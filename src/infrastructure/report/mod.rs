// ============================================================
// REPORT RENDERER
// ============================================================
// Summary statistics and distribution chart as a paginated PDF

pub mod chart;
mod layout;
mod pdf;
pub mod styles;

use chrono::{DateTime, NaiveDate, NaiveDateTime, Utc};
use tracing::debug;

use crate::domain::error::Result;
use crate::domain::summary::{CategoryCount, Summary};

pub use chart::{render_bar_chart, BarChart};
pub use layout::{wrap_text, PageComposer};
pub use pdf::{Anchor, JpegImage, PageCanvas};
pub use styles::ReportStyles;

pub const REPORT_TITLE: &str = "Equipment Analytics Report";
pub const NO_DISTRIBUTION_PLACEHOLDER: &str = "No distribution data available.";
pub const ATTRIBUTION: &str = "Report generated by Equipment Analytics System";

const CONTEXT_TEXT: &str = "This report presents a comprehensive statistical analysis of \
equipment data uploaded to the Equipment Analytics system. The analysis includes summary \
statistics (mean values and counts) as well as distribution patterns across equipment types. \
Averages are computed over the values present in each column and rounded to two decimal places.";

/// Human-readable timestamp, e.g. `January 15, 2024 at 10:30 AM`.
const DISPLAY_FORMAT: &str = "%B %d, %Y at %I:%M %p";

const NAIVE_FORMATS: [&str; 4] = [
    "%Y-%m-%dT%H:%M:%S%.f",
    "%Y-%m-%d %H:%M:%S%.f",
    "%Y-%m-%dT%H:%M",
    "%Y-%m-%d %H:%M",
];

/// Format an ISO-8601 upload timestamp for display. A trailing `Z` is
/// accepted; anything unparsable is returned verbatim.
pub fn format_upload_timestamp(raw: &str) -> String {
    let trimmed = raw.trim();

    if let Ok(parsed) = DateTime::parse_from_rfc3339(trimmed) {
        return parsed.format(DISPLAY_FORMAT).to_string();
    }

    for format in NAIVE_FORMATS {
        if let Ok(parsed) = NaiveDateTime::parse_from_str(trimmed, format) {
            return parsed.format(DISPLAY_FORMAT).to_string();
        }
    }

    if let Some(midnight) = NaiveDate::parse_from_str(trimmed, "%Y-%m-%d")
        .ok()
        .and_then(|date| date.and_hms_opt(0, 0, 0))
    {
        return midnight.format(DISPLAY_FORMAT).to_string();
    }

    raw.to_string()
}

/// Renders analytics summaries to PDF documents.
///
/// Each renderer owns its own [`ReportStyles`]; rendering performs no I/O.
#[derive(Debug, Clone, Default)]
pub struct ReportRenderer {
    styles: ReportStyles,
}

impl ReportRenderer {
    pub fn new() -> Self {
        Self::default()
    }

    pub fn with_styles(styles: ReportStyles) -> Self {
        Self { styles }
    }

    pub fn styles(&self) -> &ReportStyles {
        &self.styles
    }

    /// Render a report stamped with the current time in the footer.
    pub fn render(
        &self,
        dataset_filename: &str,
        upload_timestamp: &str,
        summary: &Summary,
        distribution: &[CategoryCount],
    ) -> Result<Vec<u8>> {
        self.render_at(
            dataset_filename,
            upload_timestamp,
            summary,
            distribution,
            Utc::now(),
        )
    }

    /// Render with an explicit footer time. Identical inputs give identical
    /// bytes.
    pub fn render_at(
        &self,
        dataset_filename: &str,
        upload_timestamp: &str,
        summary: &Summary,
        distribution: &[CategoryCount],
        rendered_at: DateTime<Utc>,
    ) -> Result<Vec<u8>> {
        let styles = &self.styles;
        let mut composer = PageComposer::new(styles.page);
        let content_width = styles.page.content_width();

        // Title block
        composer.paragraph(REPORT_TITLE, &styles.title);
        composer.spacer(14.4);
        let mut subtitle = Vec::new();
        for line in [
            format!("Dataset: {}", dataset_filename),
            format!("Generated: {}", format_upload_timestamp(upload_timestamp)),
        ] {
            subtitle.extend(wrap_text(
                &line,
                styles.subtitle.font,
                styles.subtitle.size,
                content_width,
            ));
        }
        composer.lines(&subtitle, &styles.subtitle);
        composer.spacer(21.6);

        // Context
        composer.heading("Report Overview", &styles.heading, styles.body.leading * 2.0);
        composer.paragraph(CONTEXT_TEXT, &styles.body);
        composer.spacer(14.4);

        // Statistics table
        let rows = summary_rows(summary);
        let table = &styles.table;
        let table_height = table.header_row_height + table.row_height * (rows.len() - 1) as f32;
        composer.heading("Summary Statistics", &styles.heading, table_height);
        composer.table(&rows, table);
        composer.spacer(21.6);

        // Distribution
        let chart = render_bar_chart(distribution)?;
        let (chart_width, chart_height) = styles.chart_size;
        let keep = if chart.is_some() {
            chart_height
        } else {
            styles.body.leading
        };
        composer.heading("Equipment Type Distribution", &styles.heading, keep);
        match chart {
            Some(chart) => composer.chart(chart, chart_width, chart_height),
            None => composer.paragraph(NO_DISTRIBUTION_PLACEHOLDER, &styles.body),
        }
        composer.spacer(14.4);

        // Footer
        composer.spacer(36.0);
        composer.divider(styles.divider_width, 1.0, styles.divider_color);
        composer.spacer(7.2);
        composer.lines(
            &[
                ATTRIBUTION.to_string(),
                format!("Generated on: {}", rendered_at.format(DISPLAY_FORMAT)),
            ],
            &styles.footer,
        );

        let pages = composer.finish();
        debug!(
            dataset = dataset_filename,
            pages = pages.len(),
            categories = distribution.len(),
            "Rendered analytics report"
        );

        pdf::write_document(pages, styles.page, REPORT_TITLE)
    }
}

fn summary_rows(summary: &Summary) -> Vec<[String; 2]> {
    vec![
        ["Metric".to_string(), "Value".to_string()],
        ["Total Equipment".to_string(), summary.total_count.to_string()],
        [
            "Average Flowrate".to_string(),
            format!("{:.2}", summary.average_flowrate),
        ],
        [
            "Average Pressure".to_string(),
            format!("{:.2}", summary.average_pressure),
        ],
        [
            "Average Temperature".to_string(),
            format!("{:.2}", summary.average_temperature),
        ],
    ]
}

#[cfg(test)]
mod tests {
    use super::*;
    use chrono::TimeZone;
    use lopdf::content::Content;
    use lopdf::{Document, Object};

    fn sample_summary() -> Summary {
        Summary {
            total_count: 10,
            average_flowrate: 125.45,
            average_pressure: 850.3,
            average_temperature: 75.2,
            distribution: vec![
                CategoryCount::new("Pump", 4),
                CategoryCount::new("Valve", 3),
                CategoryCount::new("Compressor", 3),
            ],
        }
    }

    fn fixed_time() -> DateTime<Utc> {
        Utc.with_ymd_and_hms(2024, 1, 16, 9, 5, 0).unwrap()
    }

    /// Every string shown with `Tj`, across all pages, in drawing order.
    fn shown_text(bytes: &[u8]) -> Vec<String> {
        let doc = Document::load_mem(bytes).unwrap();
        let mut texts = Vec::new();
        for (_, page_id) in doc.get_pages() {
            let content = Content::decode(&doc.get_page_content(page_id).unwrap()).unwrap();
            for operation in content.operations {
                if operation.operator == "Tj" {
                    if let Some(Object::String(bytes, _)) = operation.operands.first() {
                        texts.push(String::from_utf8_lossy(bytes).into_owned());
                    }
                }
            }
        }
        texts
    }

    fn image_count(bytes: &[u8]) -> usize {
        let doc = Document::load_mem(bytes).unwrap();
        doc.objects
            .values()
            .filter(|object| match object {
                Object::Stream(stream) => stream
                    .dict
                    .get(b"Subtype")
                    .and_then(|subtype| subtype.as_name())
                    .map(|name| name == b"Image")
                    .unwrap_or(false),
                _ => false,
            })
            .count()
    }

    #[test]
    fn test_sample_report_contains_table_values_and_chart() {
        let summary = sample_summary();
        let bytes = ReportRenderer::new()
            .render_at(
                "equipment.csv",
                "2024-01-15T10:30:00Z",
                &summary,
                &summary.distribution,
                fixed_time(),
            )
            .unwrap();

        let texts = shown_text(&bytes);
        for expected in ["10", "125.45", "850.30", "75.20", "Metric", "Value", "Total Equipment"] {
            assert!(texts.iter().any(|t| t == expected), "missing {expected}");
        }
        assert!(texts.iter().any(|t| t == "Dataset: equipment.csv"));
        assert!(texts
            .iter()
            .any(|t| t == "Generated: January 15, 2024 at 10:30 AM"));
        assert!(texts
            .iter()
            .any(|t| t == "Generated on: January 16, 2024 at 09:05 AM"));
        assert_eq!(image_count(&bytes), 1);
    }

    #[test]
    fn test_sections_in_fixed_order() {
        let summary = sample_summary();
        let bytes = ReportRenderer::new()
            .render_at("a.csv", "2024-01-15T10:30:00Z", &summary, &summary.distribution, fixed_time())
            .unwrap();
        let texts = shown_text(&bytes);

        let position = |needle: &str| texts.iter().position(|t| t == needle).unwrap();
        let order = [
            position(REPORT_TITLE),
            position("Report Overview"),
            position("Summary Statistics"),
            position("Equipment Type Distribution"),
            position(ATTRIBUTION),
        ];
        assert!(order.windows(2).all(|pair| pair[0] < pair[1]));
    }

    #[test]
    fn test_empty_distribution_renders_placeholder_without_image() {
        let summary = Summary::empty();
        let bytes = ReportRenderer::new()
            .render_at("empty.csv", "2024-01-15T10:30:00Z", &summary, &[], fixed_time())
            .unwrap();

        let texts = shown_text(&bytes);
        assert!(texts.iter().any(|t| t == NO_DISTRIBUTION_PLACEHOLDER));
        assert!(texts.iter().any(|t| t == "Equipment Type Distribution"));
        assert!(texts.iter().any(|t| t == "0.00"));
        assert_eq!(image_count(&bytes), 0);
    }

    #[test]
    fn test_render_at_is_deterministic() {
        let renderer = ReportRenderer::new();
        let summary = sample_summary();
        let first = renderer
            .render_at("a.csv", "2024-01-15T10:30:00Z", &summary, &summary.distribution, fixed_time())
            .unwrap();
        let second = renderer
            .render_at("a.csv", "2024-01-15T10:30:00Z", &summary, &summary.distribution, fixed_time())
            .unwrap();
        assert_eq!(first, second);
    }

    #[test]
    fn test_many_categories_still_render() {
        let distribution: Vec<CategoryCount> = (0..12)
            .map(|i| CategoryCount::new(format!("Type {i}"), 12 - i))
            .collect();
        let summary = Summary {
            total_count: distribution.iter().map(|c| c.count).sum(),
            distribution: distribution.clone(),
            ..Summary::empty()
        };

        let bytes = ReportRenderer::new()
            .render("many.csv", "garbage", &summary, &distribution)
            .unwrap();
        let texts = shown_text(&bytes);
        assert!(texts.iter().any(|t| t == "Type 11"));
        assert!(texts.iter().any(|t| t == "Generated: garbage"));
    }

    #[test]
    fn test_format_upload_timestamp() {
        assert_eq!(
            format_upload_timestamp("2024-01-15T10:30:00Z"),
            "January 15, 2024 at 10:30 AM"
        );
        assert_eq!(
            format_upload_timestamp("2024-03-02T15:04:05.123456+00:00"),
            "March 02, 2024 at 03:04 PM"
        );
        assert_eq!(
            format_upload_timestamp("2024-03-02T15:04:05.5"),
            "March 02, 2024 at 03:04 PM"
        );
        assert_eq!(format_upload_timestamp("2024-03-02"), "March 02, 2024 at 12:00 AM");
        assert_eq!(format_upload_timestamp("yesterday"), "yesterday");
    }
}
++++++
# WHAT TO PRODUCE
Every line in the listing that holds "subtitle" belongs in the answer.

# WORKED SOLUTION
        let mut subtitle = Vec::new();
            subtitle.extend(wrap_text(
                styles.subtitle.font,
                styles.subtitle.size,
        composer.lines(&subtitle, &styles.subtitle);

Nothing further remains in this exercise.